As American parents confront the leftist claim that their children’s beliefs about the world are so distorted by culture and family as to require a dramatic adjustment, it is worth remembering that this isn’t a new argument. Neither is it a new argument that students can be “woken” to a deeper and more “humane” vision of reality with an improved curriculum.
For almost two centuries — from the founding of our country to sometime in the early 1960s — one of the most widely used texts in American schools was Benjamin Franklin’s “Autobiography.” It was used to impart the value of one virtue in particular that flies against the latest cultural fads: Humility.
Generations of students enjoyed this fascinating account of Franklin’s accomplishments as an entrepreneur, inventor, and diplomat, but it was the author’s retelling of a transformational incident from his early life that prompted so many teachers to make the book required reading.
In 1730, Franklin was still a struggling young printer in Philadelphia. He had accepted the invitation of a local minister to attend a series of sermons on morality but was so put off by the cleric’s boring presentation he soon decided to forgo the rest.
Yet the subject of intentional character improvement continued to fascinate Franklin, and it eventually inspired the idea for what many consider the New World’s first psychology experiment. He decided to make a list of all the personality traits most people regarded as good or admirable — virtues like sincerity, temperance, frugality — and then to practice each one for several days to see what effect it might have on his life.
“I made,” he later recalled, “a little book, in which I allotted a page for each of the virtues … I determined to give a week’s strict attention to each … marking every evening the faults of the day.”
Unsurprisingly in Franklin’s case, the trait of humility wasn’t on his original list. It was added at the last minute only after he described his project to a Quaker friend, who promptly told Franklin that he was generally thought arrogant and self-centered:
[The Quaker] kindly informed me that I was generally thought proud; that my pride showed itself frequently in conversation; that I was not content with being in the right when discussing any point but was overbearing and rather insolent.

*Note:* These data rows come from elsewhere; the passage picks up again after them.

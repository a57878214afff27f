//! Routing rule generation.
//!
//! The production stack owns the catch-all route. Every other stack is only
//! reachable through `?stack=<name>`. Rules depend on nothing but the stack's
//! own name, so registrations from different stacks commute.

use keel_core::routing::{CATCH_ALL_PATTERN, MatchCondition, RoutingRule, STACK_QUERY_KEY};

/// Priority held by the catch-all rule.
pub const CATCH_ALL_PRIORITY: u32 = 1;

/// How a stack is attached to the shared listener.
#[derive(Debug, Clone, PartialEq, Eq)]
pub enum RoutingPolicy {
    /// Catch-all path rule at the highest precedence.
    Default,
    /// Query-string discriminated rule without an explicit priority.
    Discriminated(String),
}

impl RoutingPolicy {
    /// Policy for `stack`, given the name of the production stack.
    pub fn for_stack(stack: &str, production: &str) -> Self {
        if stack == production {
            RoutingPolicy::Default
        } else {
            RoutingPolicy::Discriminated(stack.to_string())
        }
    }

    pub fn condition(&self) -> MatchCondition {
        match self {
            RoutingPolicy::Default => MatchCondition::path(CATCH_ALL_PATTERN),
            RoutingPolicy::Discriminated(stack) => MatchCondition::query(STACK_QUERY_KEY, stack),
        }
    }

    pub fn priority(&self) -> Option<u32> {
        match self {
            RoutingPolicy::Default => Some(CATCH_ALL_PRIORITY),
            RoutingPolicy::Discriminated(_) => None,
        }
    }
}

/// Derives each application stack's rule on the shared listener.
#[derive(Debug, Clone)]
pub struct RuleGenerator {
    production: String,
}

impl RuleGenerator {
    pub fn new(production: impl Into<String>) -> Self {
        Self {
            production: production.into(),
        }
    }

    pub fn production(&self) -> &str {
        &self.production
    }

    pub fn policy_for(&self, stack: &str) -> RoutingPolicy {
        RoutingPolicy::for_stack(stack, &self.production)
    }

    /// The rule forwarding `stack`'s traffic to `target_group`.
    ///
    /// Two stacks both configured as production are not detected here; the
    /// listener rejects the second catch-all when it is applied.
    pub fn rule_for(&self, stack: &str, target_group: impl Into<String>) -> RoutingRule {
        let policy = self.policy_for(stack);
        RoutingRule {
            stack: stack.to_string(),
            condition: policy.condition(),
            priority: policy.priority(),
            target_group: target_group.into(),
        }
    }
}

impl Default for RuleGenerator {
    fn default() -> Self {
        Self::new("prod")
    }
}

Equally unsurprising was that humility turned out to be an especially difficult virtue for Franklin to master. His first efforts were so stumbling and inconsistent that he had to make it a hard “rule to forebear all direct contradiction to the sentiments of others,” even expressions “that imported a fix’d opinion, such as certainly, undoubtedly, and so on.” It was not until he persisted “with some violence to natural inclination” that the effort finally became easier.
Looking back on this self-experiment years later, Franklin admitted his willingness to force himself to be (or at least to sound) humble, more than anything else, was responsible for the respect and affection he elicited throughout the rest of his life. “And to this habit … I think it principally owing,” he wrote, “that I had early so much weight with my fellow citizens … and so much influence in public councils when I became a member.”

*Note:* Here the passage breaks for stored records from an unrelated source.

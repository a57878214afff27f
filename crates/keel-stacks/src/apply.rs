//! Applying a stack graph and recording the result.

use chrono::Utc;
use keel_core::contract::Outputs;
use keel_core::stack::{Stack, StackStatus};
use keel_core::state::{StackState, StateStore};
use keel_core::{Error, Result};
use keel_engine::{ApplyEvent, ApplyReport, ConvergenceEngine, ResourceGraph};
use tokio::sync::mpsc;
use tracing::info;

pub(crate) type EventSink = Option<mpsc::UnboundedSender<ApplyEvent>>;

/// Converge `graph` for `stack`, then persist what exists afterwards.
///
/// On failure the partial state is saved with the previous outputs left in
/// place and the aggregated failure is returned. On success the state is
/// returned unsaved so the caller can publish outputs first.
pub(crate) async fn apply_stack(
    engine: &ConvergenceEngine,
    store: &dyn StateStore,
    events: &EventSink,
    stack: &Stack,
    graph: ResourceGraph,
) -> Result<(ApplyReport, StackState)> {
    let prior = store.load(stack.kind, &stack.name).await?;
    let mut state = prior.unwrap_or_else(|| StackState::new(stack.clone()));
    state.stack = stack.clone();

    let (mut rx, handle) = engine.converge(&stack.to_string(), graph, state.resources.clone())?;
    forward(&mut rx, events).await;
    let report = handle
        .await
        .map_err(|e| Error::Internal(format!("apply task failed: {}", e)))?;

    state.resources = report.resulting_states(&state.resources);
    state.updated_at = Utc::now();

    if report.success() {
        state.status = StackStatus::Ready;
        return Ok((report, state));
    }

    state.status = if report.cancelled {
        StackStatus::Cancelled
    } else {
        StackStatus::Partial
    };
    store.save(&state).await?;
    info!(stack = %stack, status = %state.status, "Saved partial stack state");
    report.into_result().map(|report| (report, state))
}

/// Delete every resource recorded for `stack` and drop its state.
pub(crate) async fn destroy_stack(
    engine: &ConvergenceEngine,
    store: &dyn StateStore,
    events: &EventSink,
    stack: &Stack,
) -> Result<ApplyReport> {
    let Some(mut state) = store.load(stack.kind, &stack.name).await? else {
        return Err(Error::NotFound(format!("stack {}", stack)));
    };

    let (mut rx, handle) = engine.destroy(&stack.to_string(), state.resources.clone());
    forward(&mut rx, events).await;
    let report = handle
        .await
        .map_err(|e| Error::Internal(format!("destroy task failed: {}", e)))?;

    if report.success() {
        store.delete(stack.kind, &stack.name).await?;
        info!(stack = %stack, "Stack destroyed");
        return Ok(report);
    }

    state.resources = report.resulting_states(&state.resources);
    state.status = if report.cancelled {
        StackStatus::Cancelled
    } else {
        StackStatus::Partial
    };
    state.outputs = Outputs::new();
    state.updated_at = Utc::now();
    store.save(&state).await?;
    report.into_result()
}

async fn forward(rx: &mut mpsc::Receiver<ApplyEvent>, events: &EventSink) {
    while let Some(event) = rx.recv().await {
        if let Some(tx) = events {
            let _ = tx.send(event);
        }
    }
}
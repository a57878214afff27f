//! Object paths used by the application for uploaded media.

use chrono::{DateTime, Utc};

/// Separator between the post id, timestamp and original file name.
const PART_SEPARATOR: &str = "__";

/// Path of a post's cover image: `postCoverImages/{postId}__{millis}__{filename}`.
pub fn cover_image_path(post_id: &str, uploaded_at: DateTime<Utc>, filename: &str) -> String {
    format!(
        "postCoverImages/{}{sep}{}{sep}{}",
        post_id,
        uploaded_at.timestamp_millis(),
        base_name(filename),
        sep = PART_SEPARATOR
    )
}

/// Path of a generated thumbnail: `thumbnails/{postId}-{millis}{ext}`.
///
/// `extension` includes its leading dot, or is empty.
pub fn thumbnail_path(post_id: &str, uploaded_at: DateTime<Utc>, extension: &str) -> String {
    format!(
        "thumbnails/{}-{}{}",
        post_id,
        uploaded_at.timestamp_millis(),
        extension
    )
}

/// Recover the original file name from a cover image URL or path.
///
/// Names that do not carry the post id and timestamp prefix are returned as is.
pub fn media_filename(url: &str) -> String {
    let base = base_name(url);
    let parts: Vec<&str> = base.split(PART_SEPARATOR).collect();
    if parts.len() < 3 {
        return base.to_string();
    }
    parts[2..].join(PART_SEPARATOR)
}

/// Content type inferred from a path's extension.
pub fn content_type_for(path: &str) -> &'static str {
    let extension = base_name(path)
        .rsplit_once('.')
        .map(|(_, ext)| ext.to_ascii_lowercase())
        .unwrap_or_default();
    match extension.as_str() {
        "jpg" | "jpeg" => "image/jpeg",
        "png" => "image/png",
        "gif" => "image/gif",
        "webp" => "image/webp",
        "svg" => "image/svg+xml",
        "avif" => "image/avif",
        "mp4" => "video/mp4",
        "pdf" => "application/pdf",
        _ => "application/octet-stream",
    }
}

fn base_name(path: &str) -> &str {
    let path = path.split(['?', '#']).next().unwrap_or(path);
    path.rsplit('/').next().unwrap_or(path)
}

#[cfg(test)]
mod tests {
    use super::*;
    use chrono::TimeZone;

    fn at() -> DateTime<Utc> {
        Utc.timestamp_millis_opt(1_700_000_000_123).unwrap()
    }

    #[test]
    fn test_cover_image_path_round_trips_filename() {
        let path = cover_image_path("post-1", at(), "my__photo.png");
        assert_eq!(path, "postCoverImages/post-1__1700000000123__my__photo.png");
        assert_eq!(media_filename(&format!("/media/{}", path)), "my__photo.png");
    }

    #[test]
    fn test_thumbnail_path() {
        assert_eq!(
            thumbnail_path("post-1", at(), ".webp"),
            "thumbnails/post-1-1700000000123.webp"
        );
    }

    #[test]
    fn test_media_filename_without_prefix() {
        assert_eq!(media_filename("https://cdn.example.com/a/plain.jpg?x=1"), "plain.jpg");
    }

    #[test]
    fn test_content_type_for() {
        assert_eq!(content_type_for("a/b/Cover.JPG"), "image/jpeg");
        assert_eq!(content_type_for("noext"), "application/octet-stream");
    }
}
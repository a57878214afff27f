//! Media storage configuration.
//!
//! The storage backend is chosen purely from which configuration values are
//! present:
//! - `MEDIA_BUCKET_NAME` selects the object store
//! - `BLOB_READ_WRITE_TOKEN` selects the hosted blob service
//! - neither selects local disk (`MEDIA_LOCAL_ROOT`, `MEDIA_PUBLIC_PREFIX`)
//!
//! Both signals at once is a configuration error, never resolved by precedence.

use crate::{ConfigError, ConfigResult};
use std::path::PathBuf;
use url::Url;

pub const MEDIA_BUCKET_NAME: &str = "MEDIA_BUCKET_NAME";
pub const MEDIA_OBJECT_ENDPOINT: &str = "MEDIA_OBJECT_ENDPOINT";
pub const BLOB_READ_WRITE_TOKEN: &str = "BLOB_READ_WRITE_TOKEN";
pub const BLOB_API_URL: &str = "BLOB_API_URL";
pub const MEDIA_LOCAL_ROOT: &str = "MEDIA_LOCAL_ROOT";
pub const MEDIA_PUBLIC_PREFIX: &str = "MEDIA_PUBLIC_PREFIX";

const DEFAULT_LOCAL_ROOT: &str = "public/media";
const DEFAULT_PUBLIC_PREFIX: &str = "/media";
const DEFAULT_BLOB_API_URL: &str = "https://blob.vercel-storage.com";

/// Which backend to use, with its settings.
#[derive(Clone, PartialEq, Eq)]
pub enum MediaBackendConfig {
    LocalDisk {
        root: PathBuf,
        public_prefix: String,
    },
    ObjectStore {
        bucket: String,
        /// S3-compatible endpoint used path-style instead of `https://{bucket}.s3.amazonaws.com`.
        endpoint: Option<Url>,
    },
    HostedBlob {
        token: String,
        api_url: Url,
    },
}

impl std::fmt::Debug for MediaBackendConfig {
    fn fmt(&self, f: &mut std::fmt::Formatter<'_>) -> std::fmt::Result {
        match self {
            MediaBackendConfig::LocalDisk {
                root,
                public_prefix,
            } => f
                .debug_struct("LocalDisk")
                .field("root", root)
                .field("public_prefix", public_prefix)
                .finish(),
            MediaBackendConfig::ObjectStore { bucket, endpoint } => f
                .debug_struct("ObjectStore")
                .field("bucket", bucket)
                .field("endpoint", endpoint)
                .finish(),
            MediaBackendConfig::HostedBlob { api_url, .. } => f
                .debug_struct("HostedBlob")
                .field("token", &"[redacted]")
                .field("api_url", api_url)
                .finish(),
        }
    }
}

/// Media storage configuration.
#[derive(Debug, Clone, PartialEq, Eq)]
pub struct MediaConfig {
    pub backend: MediaBackendConfig,
}

impl MediaConfig {
    /// Build the configuration from the process environment.
    pub fn from_env() -> ConfigResult<Self> {
        Self::from_lookup(|key| std::env::var(key).ok())
    }

    /// Build the configuration from an arbitrary key lookup. Empty values count as absent.
    pub fn from_lookup<F>(lookup: F) -> ConfigResult<Self>
    where
        F: Fn(&str) -> Option<String>,
    {
        let get = |key: &str| lookup(key).filter(|v| !v.trim().is_empty());

        let bucket = get(MEDIA_BUCKET_NAME);
        let token = get(BLOB_READ_WRITE_TOKEN);

        let backend = match (bucket, token) {
            (Some(_), Some(_)) => {
                return Err(ConfigError::Conflict(format!(
                    "both {} and {} are set; configure exactly one media backend",
                    MEDIA_BUCKET_NAME, BLOB_READ_WRITE_TOKEN
                )));
            }
            (Some(bucket), None) => MediaBackendConfig::ObjectStore {
                bucket,
                endpoint: get(MEDIA_OBJECT_ENDPOINT)
                    .map(|raw| parse_url(MEDIA_OBJECT_ENDPOINT, &raw))
                    .transpose()?,
            },
            (None, Some(token)) => {
                let api_url = get(BLOB_API_URL).unwrap_or_else(|| DEFAULT_BLOB_API_URL.to_string());
                MediaBackendConfig::HostedBlob {
                    token,
                    api_url: parse_url(BLOB_API_URL, &api_url)?,
                }
            }
            (None, None) => MediaBackendConfig::LocalDisk {
                root: PathBuf::from(
                    get(MEDIA_LOCAL_ROOT).unwrap_or_else(|| DEFAULT_LOCAL_ROOT.to_string()),
                ),
                public_prefix: get(MEDIA_PUBLIC_PREFIX)
                    .unwrap_or_else(|| DEFAULT_PUBLIC_PREFIX.to_string()),
            },
        };

        Ok(Self { backend })
    }
}

fn parse_url(field: &str, raw: &str) -> ConfigResult<Url> {
    Url::parse(raw).map_err(|e| ConfigError::invalid(field, e.to_string()))
}

#[cfg(test)]
mod tests {
    use super::*;
    use std::collections::HashMap;

    fn lookup(pairs: &[(&str, &str)]) -> impl Fn(&str) -> Option<String> {
        let map: HashMap<String, String> = pairs
            .iter()
            .map(|(k, v)| (k.to_string(), v.to_string()))
            .collect();
        move |key: &str| map.get(key).cloned()
    }

    #[test]
    fn test_no_signal_selects_local_disk() {
        let config = MediaConfig::from_lookup(lookup(&[])).unwrap();
        assert_eq!(
            config.backend,
            MediaBackendConfig::LocalDisk {
                root: PathBuf::from("public/media"),
                public_prefix: "/media".to_string(),
            }
        );
    }

    #[test]
    fn test_bucket_selects_object_store() {
        let config = MediaConfig::from_lookup(lookup(&[(MEDIA_BUCKET_NAME, "acme-media")])).unwrap();
        assert!(matches!(
            config.backend,
            MediaBackendConfig::ObjectStore { ref bucket, endpoint: None } if bucket == "acme-media"
        ));
    }

    #[test]
    fn test_token_selects_hosted_blob() {
        let config =
            MediaConfig::from_lookup(lookup(&[(BLOB_READ_WRITE_TOKEN, "vercel_blob_rw_abc_xyz")]))
                .unwrap();
        assert!(matches!(config.backend, MediaBackendConfig::HostedBlob { .. }));
        assert!(!format!("{:?}", config).contains("vercel_blob_rw_abc_xyz"));
    }

    #[test]
    fn test_both_signals_conflict() {
        let err = MediaConfig::from_lookup(lookup(&[
            (MEDIA_BUCKET_NAME, "acme-media"),
            (BLOB_READ_WRITE_TOKEN, "token"),
        ]))
        .unwrap_err();
        assert!(matches!(err, ConfigError::Conflict(_)));
    }

    #[test]
    fn test_empty_value_counts_as_absent() {
        let config = MediaConfig::from_lookup(lookup(&[(MEDIA_BUCKET_NAME, "")])).unwrap();
        assert!(matches!(config.backend, MediaBackendConfig::LocalDisk { .. }));
    }

    #[test]
    fn test_invalid_endpoint_is_rejected() {
        let err = MediaConfig::from_lookup(lookup(&[
            (MEDIA_BUCKET_NAME, "acme-media"),
            (MEDIA_OBJECT_ENDPOINT, "not a url"),
        ]))
        .unwrap_err();
        assert!(matches!(err, ConfigError::InvalidValue { .. }));
    }
}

As political scientist Steven Forde notes, it’s difficult to overestimate the number of subsequent children whose lives were changed by Franklin’s self-study, not only in American schools but worldwide. Franklin’s “Autobiography” was constantly reprinted in Europe through the 19th century and was even influential in Japan. For decades, excerpts highlighting his personal transformation were featured in the famous McGuffy readers, 1st-6th grade primers whose sales between 1836 and 1960 were just short of the Bible and “Webster’s Dictionary.”
Perhaps most striking of all was the extent to which Josiah Henson, Harriet Jacobs, Frederick Douglass, Booker T. Washington, and many other early black American leaders both admired and emulated Franklin’s example. Coming down to our own time, Dr. Martin Luther King Jr’s famously expressed hope that his children would be judged, “not by the color of their skin, but by the content of their character,” has led more than one historian to note a close philosophical kinship with Franklin.
Today’s critical race theorists who stress the moral necessity of raising racial consciousness seem to have forgotten the central importance of cultivating morality. Forcing students to calculate their privilege or to confess some supposed ancestral guilt does far more to promote conformity than character development.
Do today’s leftist activists ignore Franklin’s wisdom because true moral progress is open-ended, with no guarantee that one who attempts it will come around to a preferred ideology, or do they ignore Franklin’s wisdom because secularism has convinced the woke that goodness, in of itself, is never properly rewarded? Sadly, it’s probably a combination of both.
It might be interesting for leftist educators and their community allies to take a few weeks off from trying to change school curricula and instead, like Franklin, “forebear all direct contradiction to the sentiments of others,” even expressions “that imported a fix’d opinion.” Who knows what a little experiment in self-imposed humility could teach those who seem so confident of their right to judge and control others?